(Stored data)
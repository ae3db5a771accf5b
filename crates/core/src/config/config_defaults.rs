//! Built-in valuation tables.
//!
//! Multiples reflect the firm's mid-market reference ranges for Spanish
//! SMEs. Deployments can replace them with a JSON table file.

use super::{GrowthBand, SizeNudge};
use crate::sectors::{RevenueMultiple, SectorMultiple};
use crate::valuation::SizeBucket;

fn sector(
    key: &str,
    label: &str,
    aliases: &[&str],
    min: f64,
    base: f64,
    max: f64,
) -> SectorMultiple {
    SectorMultiple {
        key: key.to_string(),
        label: label.to_string(),
        aliases: aliases.iter().map(|a| a.to_string()).collect(),
        base_multiple: base,
        min_multiple: min,
        max_multiple: max,
    }
}

fn revenue(key: &str, min: f64, base: f64, max: f64) -> RevenueMultiple {
    RevenueMultiple {
        sector: key.to_string(),
        base_multiple: base,
        min_multiple: min,
        max_multiple: max,
    }
}

pub(crate) fn sectors() -> Vec<SectorMultiple> {
    vec![
        sector("general", "General", &["otros", "other"], 3.5, 5.0, 6.5),
        sector(
            "technology",
            "Tecnología",
            &["tecnologia", "tech", "software", "saas", "it"],
            4.0,
            6.0,
            8.0,
        ),
        sector(
            "retail",
            "Retail y comercio",
            &["comercio", "comercio minorista", "distribucion"],
            3.0,
            4.5,
            6.0,
        ),
        sector(
            "healthcare",
            "Salud",
            &["salud", "sanidad", "health", "farma"],
            5.0,
            7.0,
            9.0,
        ),
        sector(
            "industrial",
            "Industria",
            &["industria", "manufactura", "manufacturing"],
            3.5,
            5.0,
            6.5,
        ),
        sector(
            "services",
            "Servicios profesionales",
            &["servicios", "consultoria", "professional services"],
            4.0,
            5.5,
            7.0,
        ),
        sector(
            "construction",
            "Construcción",
            &["construccion", "inmobiliaria", "real estate"],
            3.0,
            4.0,
            5.5,
        ),
        sector(
            "hospitality",
            "Hostelería y turismo",
            &["hosteleria", "turismo", "restauracion"],
            3.0,
            4.5,
            6.0,
        ),
        sector(
            "logistics",
            "Logística y transporte",
            &["logistica", "transporte"],
            3.5,
            5.0,
            6.5,
        ),
        sector(
            "food",
            "Alimentación",
            &["alimentacion", "agroalimentario", "food and beverage"],
            4.5,
            6.0,
            7.5,
        ),
        sector(
            "energy",
            "Energía",
            &["energia", "renovables"],
            5.0,
            7.0,
            9.0,
        ),
        sector(
            "education",
            "Educación",
            &["educacion", "formacion"],
            4.0,
            6.0,
            8.0,
        ),
    ]
}

pub(crate) fn revenue_multiples() -> Vec<RevenueMultiple> {
    vec![
        revenue("general", 0.4, 0.7, 1.0),
        revenue("technology", 1.0, 1.5, 2.5),
        revenue("retail", 0.5, 0.8, 1.1),
        revenue("healthcare", 0.8, 1.2, 1.8),
        revenue("industrial", 0.4, 0.7, 1.0),
        revenue("services", 0.6, 0.9, 1.3),
        revenue("construction", 0.3, 0.5, 0.8),
        revenue("hospitality", 0.4, 0.6, 0.9),
        revenue("logistics", 0.4, 0.6, 0.9),
        revenue("food", 0.6, 0.9, 1.2),
        revenue("energy", 0.9, 1.3, 2.0),
        revenue("education", 0.7, 1.1, 1.6),
    ]
}

pub(crate) fn growth_bands() -> Vec<GrowthBand> {
    vec![
        GrowthBand {
            min_growth_pct: 10.0,
            multiple_delta: 0.5,
        },
        GrowthBand {
            min_growth_pct: 20.0,
            multiple_delta: 1.0,
        },
        GrowthBand {
            min_growth_pct: 30.0,
            multiple_delta: 1.5,
        },
    ]
}

pub(crate) fn decline_penalty() -> f64 {
    0.5
}

pub(crate) fn size_nudges() -> Vec<SizeNudge> {
    vec![
        SizeNudge {
            size_bucket: SizeBucket::Micro,
            headroom_fraction: 0.0,
        },
        SizeNudge {
            size_bucket: SizeBucket::Small,
            headroom_fraction: 0.10,
        },
        SizeNudge {
            size_bucket: SizeBucket::Medium,
            headroom_fraction: 0.25,
        },
        SizeNudge {
            size_bucket: SizeBucket::Large,
            headroom_fraction: 0.50,
        },
    ]
}
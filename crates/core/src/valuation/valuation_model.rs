//! Company valuation domain models.

use std::fmt;
use std::str::FromStr;

use rust_decimal::Decimal;
use serde::{Deserialize, Serialize};

use crate::errors::ValuationInputError;
use crate::scenarios::ScenarioResult;

/// Company size bucket, as captured by the lead form's employee-range field.
#[derive(Debug, Clone, Copy, Default, Serialize, Deserialize, PartialEq, Eq, Hash)]
#[serde(rename_all = "SCREAMING_SNAKE_CASE")]
pub enum SizeBucket {
    /// 1-10 employees
    #[default]
    #[serde(alias = "1-10")]
    Micro,
    /// 11-50 employees
    #[serde(alias = "11-50")]
    Small,
    /// 51-250 employees
    #[serde(alias = "51-250")]
    Medium,
    /// More than 250 employees
    #[serde(alias = "250+", alias = "251+")]
    Large,
}

impl SizeBucket {
    pub fn as_str(&self) -> &'static str {
        match self {
            SizeBucket::Micro => "MICRO",
            SizeBucket::Small => "SMALL",
            SizeBucket::Medium => "MEDIUM",
            SizeBucket::Large => "LARGE",
        }
    }

    pub fn employee_range(&self) -> &'static str {
        match self {
            SizeBucket::Micro => "1-10",
            SizeBucket::Small => "11-50",
            SizeBucket::Medium => "51-250",
            SizeBucket::Large => "250+",
        }
    }
}

impl fmt::Display for SizeBucket {
    fn fmt(&self, f: &mut fmt::Formatter<'_>) -> fmt::Result {
        f.write_str(self.as_str())
    }
}

impl FromStr for SizeBucket {
    type Err = ValuationInputError;

    fn from_str(s: &str) -> Result<Self, Self::Err> {
        match s.trim().to_ascii_lowercase().as_str() {
            "micro" | "1-10" => Ok(SizeBucket::Micro),
            "small" | "11-50" => Ok(SizeBucket::Small),
            "medium" | "51-250" => Ok(SizeBucket::Medium),
            "large" | "250+" | "251+" => Ok(SizeBucket::Large),
            _ => Err(ValuationInputError::UnknownSizeBucket(s.to_string())),
        }
    }
}

/// Normalized financial snapshot supplied by the caller.
#[derive(Debug, Clone, Serialize, Deserialize, PartialEq)]
#[serde(rename_all = "camelCase")]
pub struct CompanyFinancials {
    /// Annual revenue, zero or positive
    pub revenue: f64,
    /// Annual EBITDA, may be negative
    pub ebitda: f64,
    /// Free-form sector key
    pub sector: String,
    /// Year-over-year growth in percent (15.0 = 15 %)
    #[serde(default)]
    pub growth_rate: f64,
    #[serde(default)]
    pub size_bucket: SizeBucket,
}

/// Which metric the valuation is anchored on.
#[derive(Debug, Clone, Copy, Serialize, Deserialize, PartialEq, Eq)]
#[serde(rename_all = "SCREAMING_SNAKE_CASE")]
pub enum ValuationMethod {
    EbitdaMultiple,
    /// Fallback for companies with zero or negative EBITDA
    RevenueMultiple,
}

/// Unrounded inputs of the valuation: `metric × multiple`.
///
/// Scenarios are recomputed from these values, never from rounded outputs.
#[derive(Debug, Clone, Copy, Serialize, Deserialize, PartialEq)]
#[serde(rename_all = "camelCase")]
pub struct ValuationBasis {
    pub method: ValuationMethod,
    /// EBITDA or revenue, depending on `method`
    pub metric: f64,
    pub multiple: f64,
    pub min_multiple: f64,
    pub max_multiple: f64,
}

impl ValuationBasis {
    pub fn point(&self) -> f64 {
        self.metric * self.multiple
    }

    pub fn low(&self) -> f64 {
        self.metric * self.min_multiple
    }

    pub fn high(&self) -> f64 {
        self.metric * self.max_multiple
    }
}

#[derive(Debug, Clone, Copy, Serialize, Deserialize, PartialEq)]
#[serde(rename_all = "camelCase")]
pub struct ValuationRange {
    pub min: Decimal,
    pub max: Decimal,
}

#[derive(Debug, Clone, Copy, Serialize, Deserialize, PartialEq, Eq)]
#[serde(rename_all = "SCREAMING_SNAKE_CASE")]
pub enum AdjustmentSource {
    Growth,
    Size,
    /// The adjusted multiple was pulled back inside the sector band
    Clamp,
}

/// A single change applied to the sector's base multiple.
#[derive(Debug, Clone, Serialize, Deserialize, PartialEq)]
#[serde(rename_all = "camelCase")]
pub struct MultipleAdjustment {
    pub source: AdjustmentSource,
    pub delta: f64,
    pub description: String,
}

/// Non-fatal conditions surfaced alongside a successful valuation.
#[derive(Debug, Clone, Serialize, Deserialize, PartialEq)]
#[serde(tag = "type", rename_all = "SCREAMING_SNAKE_CASE")]
pub enum ValuationWarning {
    UnrecognizedSector { requested: String, fallback: String },
}

/// Final, immutable output of a valuation.
#[derive(Debug, Clone, Serialize, Deserialize, PartialEq)]
#[serde(rename_all = "camelCase")]
pub struct ValuationResult {
    /// Canonical key of the sector actually used
    pub sector: String,
    pub sector_label: String,
    pub method: ValuationMethod,
    pub point_valuation: Decimal,
    pub range: ValuationRange,
    /// Multiple applied to the basis metric (EBITDA or revenue)
    pub ebitda_multiple_used: f64,
    pub basis: ValuationBasis,
    pub adjustments: Vec<MultipleAdjustment>,
    pub scenarios: Vec<ScenarioResult>,
    pub warnings: Vec<ValuationWarning>,
}

impl ValuationResult {
    pub fn has_unrecognized_sector(&self) -> bool {
        self.warnings
            .iter()
            .any(|w| matches!(w, ValuationWarning::UnrecognizedSector { .. }))
    }
}
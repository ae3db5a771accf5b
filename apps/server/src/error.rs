use axum::{
    http::StatusCode,
    response::{IntoResponse, Response},
    Json,
};
use mna_valuation_core::errors::Error as CoreError;
use serde::Serialize;
use thiserror::Error;

#[derive(Error, Debug)]
pub enum ApiError {
    #[error("{0}")]
    Core(#[from] CoreError),
}

#[derive(Serialize)]
struct ErrorBody {
    code: u16,
    message: String,
}

impl IntoResponse for ApiError {
    fn into_response(self) -> Response {
        let status = match &self {
            ApiError::Core(e) => match e {
                CoreError::InvalidInput(_) | CoreError::InvalidTaxInput(_) => {
                    StatusCode::BAD_REQUEST
                }
                CoreError::ConfigIO(_)
                | CoreError::InvalidConfigValue(_)
                | CoreError::Calculation(_) => StatusCode::INTERNAL_SERVER_ERROR,
            },
        };
        if status.is_server_error() {
            tracing::error!("Request failed: {}", self);
        }
        let body = Json(ErrorBody {
            code: status.as_u16(),
            message: self.to_string(),
        });
        (status, body).into_response()
    }
}

pub type ApiResult<T> = Result<T, ApiError>;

**What you are asked to do**
Give the number of lines in the data that include the string "ApiError", please, and nothing else.

**Completed exercise**
4